Varina by Charles Frazier; Ecco (351 pages, $27.99)
When Charles Frazier's debut novel was published 21 years ago, it catapulted its late-blooming author into literary stardom. "Cold Mountain" followed a Confederate deserter's epic journey to rejoin his lover at home in North Carolina, put an American twist on Homer's Odyssey and won the National Book Award. The movie version became a hit for Miramax and garnered an Oscar for Renee Zellweger.
Since then, the light has all but gone out. Frazier's second novel, "Thirteen Moons," about a white man who champions the Cherokee as they are pushed off their ancestral homelands, traversed huge chunks of American history in a prose often disparaged as overwrought. "Nightwoods," a melodramatic Southern Gothic set in the 1960s, received relatively little attention, except for more barbs about stylistic excess.

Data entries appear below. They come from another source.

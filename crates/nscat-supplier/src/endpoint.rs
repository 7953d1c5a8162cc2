/// Dataset endpoints of the supplier API.
#[derive(Debug, Clone, Copy, PartialEq, Eq)]
pub enum Endpoint {
    Catalog,
    Stock,
    UnitsOfMeasure,
    Prices,
    WholesaleCsv,
}

impl Endpoint {
    /// Path relative to the API base URL.
    #[must_use]
    pub fn path(self) -> &'static str {
        match self {
            Endpoint::Catalog => "producto/getCatalogo",
            Endpoint::Stock => "producto/getStock",
            Endpoint::UnitsOfMeasure => "producto/getUnidadMedida",
            Endpoint::Prices => "producto/getPrecio",
            Endpoint::WholesaleCsv => "producto/getCsv",
        }
    }

    /// Short upstream operation name used in logs and errors.
    #[must_use]
    pub fn name(self) -> &'static str {
        match self {
            Endpoint::Catalog => "getCatalogo",
            Endpoint::Stock => "getStock",
            Endpoint::UnitsOfMeasure => "getUnidadMedida",
            Endpoint::Prices => "getPrecio",
            Endpoint::WholesaleCsv => "getCsv",
        }
    }

    /// Wrapper keys specific to this dataset, tried after the generic ones.
    #[must_use]
    pub fn envelope_keys(self) -> &'static [&'static str] {
        match self {
            Endpoint::Catalog => &["catalogo", "productos", "products"],
            Endpoint::Stock => &["stock", "stocks"],
            Endpoint::UnitsOfMeasure => &["unidades", "unidadesMedida", "uoms"],
            Endpoint::Prices => &["precios", "prices"],
            Endpoint::WholesaleCsv => &[],
        }
    }
}

impl std::fmt::Display for Endpoint {
    fn fmt(&self, f: &mut std::fmt::Formatter<'_>) -> std::fmt::Result {
        f.write_str(self.name())
    }
}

Thank God that America is a land of second chances. Frazier's latest, "Varina," is a splendid historical novel just right for our time. It transforms the wife of Jefferson Davis into a symbol of grit and wit, open-mindedness and tolerance. By contrast, the president of the Confederacy comes off as rigid, racist and self-righteous. Down with one icon, up with another! Coincidentally or not, the book seems an apt text for up-to-the-minute discussions of gender and racial inequality. Book club members, talk among yourselves.
The novel opens in 1906 at a spa in Saratoga, N.Y., where the elderly Varina Davis is hoping to shed her long dependency on opium. She is approached by James Blake, an African-American who believes he may be the orphan slave boy she rescued and took into her household years ago. What follows for both is an eye-opening journey into the past.
In brief, astutely observed chapters, Frazier jumps from one era to another. We witness the teenage Varina marry a man twice her age, believing she will lead a placid existence as wife of a Mississippi plantation owner. Instead, she is plunged into Washington's political maelstrom as he rises from congressman to senator to secretary of war to Confederate figurehead. Always, she's the irreverent one, defying convention and attentive to the absurd. Hence the opium to calm her nerves, and the presence of a black child living among her own children.
As the Civil War ends, Varina, her brood and a few slaves flee southward across a ruined landscape, desperate to find refuge in Havana. That will not happen. Much of her bleak postwar life is spent in Europe or New York while her husband is in prison or elsewhere, separated not only physically but emotionally. But for James, her loving intervention will open up new possibilities.
Frazier's lyrical, rhythmic prose is equally adept at evoking a Georgia devastated by Sherman's March, a torrential rainstorm or Varina's shifting moods. For the most part, he's shut down the bombast. Occasionally, though, I did detect lapses, passages supposedly in Varina's voice that veer into that of a word-drunk Southern novelist.
No believer in fate, Varina swears instead by the decisive role of choice. By not marrying the tutor she loved in Mississippi, she realizes, she chose unwisely. "In London," Frazier writes, "she could almost forget the past, details of her old life seemed like a museum exhibition, artifacts to study and understand."
But the past, as Faulkner once reminded us and Frazier echoes, is never really past. For James, the past of slavery has been replaced by a new version. Riding the train to Richmond for Varina's funeral, he's forced to sit in the "colored car" and ponders how it's possible "to love someone and still want to throw down every remnant of the order they lived by."